Abstract
Acute acoustic (sound) stimuli prompt a state of defensive motivation in which unconscious muscle responses are activated in humans. The neuronal arcade of this acoustic startle reflex (ASR) is comprised of unconsciously regulated brainstem and cerebral structures that are susceptible to influences from a variety of physiological and/or psychological conditions. The orbicularis oculi (OO) muscle of the eye is an easily accessed muscle that is commonly utilized to measure the ASR. To date, OO readings have involved electromyographic (EMG) measurements, as measured using electro-oculo-graphic (EOG) electrodes with adhesives and wires. While effective, such measures require specialized equipment and expertise, and can be influenced by factors such as posture (sitting versus (vs) standing). As such, although the ASR can provide insights about numerous clinical conditions, existing methodologies of OO and ASR measurements using the EMG limit the utility of the method in clinical conditions.
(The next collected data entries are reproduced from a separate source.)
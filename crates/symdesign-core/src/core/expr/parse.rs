//! Text syntax for expressions.
//!
//! ```text
//! relation := sum (("<=" | ">=" | "=" | "==") sum)?
//! sum      := product (("+" | "-") product)*
//! product  := unary (("*" | "/") unary)*
//! unary    := "-" unary | power
//! power    := atom ("^" unary)?
//! atom     := number | "pi" | ident | ident "(" args ")" | "(" sum ")"
//! ```
//!
//! Function calls resolve first to intrinsic math functions, then to surrogates registered in
//! the supplied [`SurrogateRegistry`].

use super::{BinaryOp, Expr, MathFn, Relation, SurrogateRegistry};
use thiserror::Error;

#[derive(Debug, Error, Clone, PartialEq)]
pub enum ParseError {
    #[error("Unexpected character '{ch}' at offset {offset}")]
    UnexpectedCharacter { offset: usize, ch: char },

    #[error("Unexpected token '{found}' at offset {offset}")]
    UnexpectedToken { offset: usize, found: String },

    #[error("Unexpected end of expression")]
    UnexpectedEnd,

    #[error("Invalid number '{text}' at offset {offset}")]
    InvalidNumber { offset: usize, text: String },

    #[error("Unknown function '{name}' at offset {offset}")]
    UnknownFunction { offset: usize, name: String },

    #[error("Function '{name}' expects {expected} argument(s), got {actual}")]
    Arity {
        name: String,
        expected: usize,
        actual: usize,
    },
}

#[derive(Debug, Clone, PartialEq)]
enum Token {
    Number(f64),
    Ident(String),
    Op(&'static str),
    LParen,
    RParen,
    Comma,
}

impl Token {
    fn describe(&self) -> String {
        match self {
            Token::Number(v) => v.to_string(),
            Token::Ident(name) => name.clone(),
            Token::Op(op) => op.to_string(),
            Token::LParen => "(".to_string(),
            Token::RParen => ")".to_string(),
            Token::Comma => ",".to_string(),
        }
    }
}

fn tokenize(text: &str) -> Result<Vec<(usize, Token)>, ParseError> {
    let bytes = text.as_bytes();
    let mut tokens = Vec::new();
    let mut i = 0;

    while i < bytes.len() {
        let c = bytes[i] as char;
        if c.is_ascii_whitespace() {
            i += 1;
            continue;
        }
        let start = i;
        if c.is_ascii_digit() || (c == '.' && bytes.get(i + 1).is_some_and(u8::is_ascii_digit)) {
            while i < bytes.len() && (bytes[i].is_ascii_digit() || bytes[i] == b'.') {
                i += 1;
            }
            if i < bytes.len() && (bytes[i] == b'e' || bytes[i] == b'E') {
                let mut j = i + 1;
                if j < bytes.len() && (bytes[j] == b'+' || bytes[j] == b'-') {
                    j += 1;
                }
                if j < bytes.len() && bytes[j].is_ascii_digit() {
                    i = j;
                    while i < bytes.len() && bytes[i].is_ascii_digit() {
                        i += 1;
                    }
                }
            }
            let literal = &text[start..i];
            let value = literal
                .parse::<f64>()
                .map_err(|_| ParseError::InvalidNumber {
                    offset: start,
                    text: literal.to_string(),
                })?;
            tokens.push((start, Token::Number(value)));
            continue;
        }
        if c.is_ascii_alphabetic() || c == '_' {
            while i < bytes.len() && (bytes[i].is_ascii_alphanumeric() || bytes[i] == b'_') {
                i += 1;
            }
            tokens.push((start, Token::Ident(text[start..i].to_string())));
            continue;
        }
        let two = text.get(i..i + 2);
        let token = match (c, two) {
            (_, Some("<=")) => Token::Op("<="),
            (_, Some(">=")) => Token::Op(">="),
            (_, Some("==")) => Token::Op("="),
            ('=', _) => Token::Op("="),
            ('+', _) => Token::Op("+"),
            ('-', _) => Token::Op("-"),
            ('*', _) => Token::Op("*"),
            ('/', _) => Token::Op("/"),
            ('^', _) => Token::Op("^"),
            ('(', _) => Token::LParen,
            (')', _) => Token::RParen,
            (',', _) => Token::Comma,
            _ => {
                let ch = text[i..].chars().next().unwrap_or(c);
                return Err(ParseError::UnexpectedCharacter { offset: i, ch });
            }
        };
        i += match token {
            Token::Op("<=") | Token::Op(">=") => 2,
            Token::Op("=") if two == Some("==") => 2,
            _ => 1,
        };
        tokens.push((start, token));
    }
    Ok(tokens)
}

struct Parser<'a> {
    tokens: Vec<(usize, Token)>,
    pos: usize,
    registry: &'a SurrogateRegistry,
}

impl<'a> Parser<'a> {
    fn peek(&self) -> Option<&Token> {
        self.tokens.get(self.pos).map(|(_, t)| t)
    }

    fn next(&mut self) -> Option<(usize, Token)> {
        let item = self.tokens.get(self.pos).cloned();
        if item.is_some() {
            self.pos += 1;
        }
        item
    }

    fn unexpected(&self) -> ParseError {
        match self.tokens.get(self.pos) {
            Some((offset, token)) => ParseError::UnexpectedToken {
                offset: *offset,
                found: token.describe(),
            },
            None => ParseError::UnexpectedEnd,
        }
    }

    fn expect(&mut self, expected: Token) -> Result<(), ParseError> {
        if self.peek() == Some(&expected) {
            self.pos += 1;
            Ok(())
        } else {
            Err(self.unexpected())
        }
    }

    fn relation(&mut self) -> Result<Expr, ParseError> {
        let lhs = self.sum()?;
        let rel = match self.peek() {
            Some(Token::Op("<=")) => Relation::Le,
            Some(Token::Op(">=")) => Relation::Ge,
            Some(Token::Op("=")) => Relation::Eq,
            _ => return Ok(lhs),
        };
        self.pos += 1;
        let rhs = self.sum()?;
        Ok(Expr::compare(rel, lhs, rhs))
    }

    fn sum(&mut self) -> Result<Expr, ParseError> {
        let mut expr = self.product()?;
        loop {
            let op = match self.peek() {
                Some(Token::Op("+")) => BinaryOp::Add,
                Some(Token::Op("-")) => BinaryOp::Sub,
                _ => return Ok(expr),
            };
            self.pos += 1;
            expr = Expr::binary(op, expr, self.product()?);
        }
    }

    fn product(&mut self) -> Result<Expr, ParseError> {
        let mut expr = self.unary()?;
        loop {
            let op = match self.peek() {
                Some(Token::Op("*")) => BinaryOp::Mul,
                Some(Token::Op("/")) => BinaryOp::Div,
                _ => return Ok(expr),
            };
            self.pos += 1;
            expr = Expr::binary(op, expr, self.unary()?);
        }
    }

    fn unary(&mut self) -> Result<Expr, ParseError> {
        if self.peek() == Some(&Token::Op("-")) {
            self.pos += 1;
            return Ok(-self.unary()?);
        }
        self.power()
    }

    fn power(&mut self) -> Result<Expr, ParseError> {
        let base = self.atom()?;
        if self.peek() == Some(&Token::Op("^")) {
            self.pos += 1;
            let exponent = self.unary()?;
            return Ok(Expr::binary(BinaryOp::Pow, base, exponent));
        }
        Ok(base)
    }

    fn atom(&mut self) -> Result<Expr, ParseError> {
        let (offset, token) = self.next().ok_or(ParseError::UnexpectedEnd)?;
        match token {
            Token::Number(v) => Ok(Expr::Literal(v)),
            Token::LParen => {
                let inner = self.sum()?;
                self.expect(Token::RParen)?;
                Ok(inner)
            }
            Token::Ident(name) if self.peek() == Some(&Token::LParen) => {
                self.pos += 1;
                let args = self.arguments()?;
                self.function_call(offset, name, args)
            }
            Token::Ident(name) if name == "pi" => Ok(Expr::Literal(std::f64::consts::PI)),
            Token::Ident(name) => Ok(Expr::Unknown(name)),
            other => Err(ParseError::UnexpectedToken {
                offset,
                found: other.describe(),
            }),
        }
    }

    fn arguments(&mut self) -> Result<Vec<Expr>, ParseError> {
        let mut args = Vec::new();
        if self.peek() == Some(&Token::RParen) {
            self.pos += 1;
            return Ok(args);
        }
        loop {
            args.push(self.sum()?);
            match self.next() {
                Some((_, Token::Comma)) => continue,
                Some((_, Token::RParen)) => return Ok(args),
                Some((offset, token)) => {
                    return Err(ParseError::UnexpectedToken {
                        offset,
                        found: token.describe(),
                    });
                }
                None => return Err(ParseError::UnexpectedEnd),
            }
        }
    }

    fn function_call(
        &self,
        offset: usize,
        name: String,
        mut args: Vec<Expr>,
    ) -> Result<Expr, ParseError> {
        if let Some(func) = MathFn::from_name(&name) {
            if args.len() != 1 {
                return Err(ParseError::Arity {
                    name,
                    expected: 1,
                    actual: args.len(),
                });
            }
            return Ok(Expr::func(func, args.remove(0)));
        }
        if name == "pow" {
            if args.len() != 2 {
                return Err(ParseError::Arity {
                    name,
                    expected: 2,
                    actual: args.len(),
                });
            }
            let exponent = args.remove(1);
            let base = args.remove(0);
            return Ok(Expr::binary(BinaryOp::Pow, base, exponent));
        }
        let surrogate = self
            .registry
            .get(&name)
            .ok_or_else(|| ParseError::UnknownFunction {
                offset,
                name: name.clone(),
            })?;
        if surrogate.arity() != args.len() {
            return Err(ParseError::Arity {
                name,
                expected: surrogate.arity(),
                actual: args.len(),
            });
        }
        Ok(Expr::call(surrogate.clone(), args))
    }
}

/// Parses `text` into an expression tree, resolving surrogate calls through `registry`.
pub fn parse(text: &str, registry: &SurrogateRegistry) -> Result<Expr, ParseError> {
    let tokens = tokenize(text)?;
    let mut parser = Parser {
        tokens,
        pos: 0,
        registry,
    };
    let expr = parser.relation()?;
    if parser.pos != parser.tokens.len() {
        return Err(parser.unexpected());
    }
    Ok(expr)
}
In an effort to overcome challenges associated with standard EMG/EOG measures of the ASR, we have developed a novel application (app) that can be run on an iPhoneX and later model. The app, the Mobile Acoustic startle Reflex-monitoring System (MARS) delivers specific sound stimuli and independently detects the blink reflex response outcomes of both eyes in millisecond resolution. MARS permits measurements of responses to various acute acoustic sounds of different frequencies and amplitudes in both standing and sitting postures, outside of clinical settings.
In the present study, we aimed to correlate variables of blink latency, velocity, amplitude, and gradient with PTSD severity and PTSD predictor symptoms of first responder populations with (PTSD).
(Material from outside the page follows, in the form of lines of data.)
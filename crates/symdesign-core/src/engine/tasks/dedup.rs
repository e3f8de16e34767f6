use crate::engine::cloud::PointCloud;
use crate::engine::constraints::Problem;
use itertools::Itertools;
use std::cmp::Ordering;
use tracing::{info, instrument};

fn within_resolution(a: &[f64], b: &[f64], resolutions: &[f64]) -> bool {
    a.iter()
        .zip(b)
        .zip(resolutions)
        .all(|((x, y), step)| (x - y).abs() < *step)
}

/// Removes points lying within one resolution step of an earlier kept point in every
/// dimension.
///
/// Points are swept in order of their first coordinate, so only neighbours inside a one-step
/// window of that coordinate are compared. Kept points retain their original order.
#[instrument(skip_all, name = "dedup_task")]
pub fn run(cloud: PointCloud, problem: &Problem) -> PointCloud {
    let count = cloud.len();
    if count < 2 {
        return cloud;
    }
    let resolutions = problem.resolutions();
    let first_step = resolutions[0];

    let order: Vec<usize> = (0..count)
        .sorted_by(|&a, &b| {
            cloud.point(a)[0]
                .partial_cmp(&cloud.point(b)[0])
                .unwrap_or(Ordering::Equal)
                .then(a.cmp(&b))
        })
        .collect();

    let mut removed = vec![false; count];
    for (rank, &i) in order.iter().enumerate() {
        if removed[i] {
            continue;
        }
        let anchor = cloud.point(i);
        for &j in &order[rank + 1..] {
            let candidate = cloud.point(j);
            if candidate[0] - anchor[0] >= first_step {
                break;
            }
            if !removed[j] && within_resolution(anchor, candidate, resolutions) {
                removed[j] = true;
            }
        }
    }

    let keep: Vec<bool> = removed.iter().map(|r| !r).collect();
    let deduped = cloud.retain_mask(&keep);
    info!(
        points = count,
        survivors = deduped.len(),
        "Deduplication complete."
    );
    deduped
}

#[cfg(test)]
mod tests {
    use super::*;
    use crate::core::expr::Expr;
    use crate::engine::constraints::{Bounds, ConstraintSet, Resolutions};
    use rand::rngs::StdRng;
    use rand::SeedableRng;

    fn problem() -> Problem {
        let mut set = ConstraintSet::new();
        set.add_equation("sum", (Expr::unknown("x") + Expr::unknown("y")).eq_to(10.0))
            .unwrap();
        let bounds: Bounds = [("x", (0.0, 10.0)), ("y", (0.0, 10.0))]
            .into_iter()
            .map(|(n, b)| (n.to_string(), b))
            .collect();
        let resolutions: Resolutions = [("x", 0.1), ("y", 1.0)]
            .into_iter()
            .map(|(n, r)| (n.to_string(), r))
            .collect();
        set.prepare(&bounds, &resolutions).unwrap()
    }

    #[test]
    fn near_duplicates_collapse_onto_the_first_kept_point() {
        let problem = problem();
        let cloud = PointCloud::from_rows(
            2,
            &[[5.0, 5.0], [5.05, 5.5], [5.0, 6.5], [5.2, 5.0], [5.04, 4.2]],
        )
        .unwrap();

        let deduped = run(cloud, &problem);

        let kept: Vec<&[f64]> = deduped.points().collect();
        assert_eq!(kept, vec![&[5.0, 5.0][..], &[5.0, 6.5][..], &[5.2, 5.0][..]]);
    }

    #[test]
    fn no_two_survivors_are_within_resolution() {
        let problem = problem();
        let mut rng = StdRng::seed_from_u64(11);
        let mut cloud = PointCloud::from_rows(2, &[[5.0, 5.0]]).unwrap();
        cloud.add_mutations(&problem, 400, 3.0, &mut rng);
        let before = cloud.len();

        let deduped = run(cloud, &problem);

        assert!(deduped.len() <= before);
        let points: Vec<&[f64]> = deduped.points().collect();
        for (i, a) in points.iter().enumerate() {
            for b in &points[i + 1..] {
                assert!(!within_resolution(a, b, problem.resolutions()));
            }
        }
    }

    #[test]
    fn tiny_clouds_pass_through() {
        let problem = problem();
        assert!(run(PointCloud::new(2), &problem).is_empty());
        let single = PointCloud::from_rows(2, &[[1.0, 1.0]]).unwrap();
        assert_eq!(run(single.clone(), &problem), single);
    }
}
55 MARS intakes were performed in conjunction with standard PTSD behavioural health assessments on male fire fighters at the International Association of Fire Fighters Center of Excellence (IAFF COE). Data from MARS, PTSD severity, and PTSD predictor symptoms were analysed using Pearson’s correlation and backward stepwise regression statistical methodology to describe outcomes of standing and sitting postures, and PTSD severity with ASR OO response measures. Our conclusions reveal a very strong correlation (r=0.82, P=<2e-16 ***) between blink velocity and amplitude which encourage substitutions of EMG amplitude with MARS velocity for ASR OO measurements. Additionally, significant (but weak) correlations with ASR blink latency and PTSD severity (beta = 9.867, SE 3.081, P=0.00153) were reported. While statistically significant, the overall prediction for ASR OO latency response and PTSD severity was weak (P=0.001, Adjusted R squared = 0.03425). PTSD severity and PTSD symptomology measures from the CAPS-5 reported no significant correlations to response measures: latency, amplitude, velocity, or gradient. Response differences for sitting and standing postures reported no significant differences but there were visual observations of potential sensitization across stimulus order and repeated measures in both postures. Results from this experiment show that the MARS app reliably induces and records the ASR in OO muscles with specific stimulus parameters. Response measures from ASR OO amplitude and velocity are interchangeable. There was a weak, but statistically significant predictive model of PTSD severity and ASR OO Latency.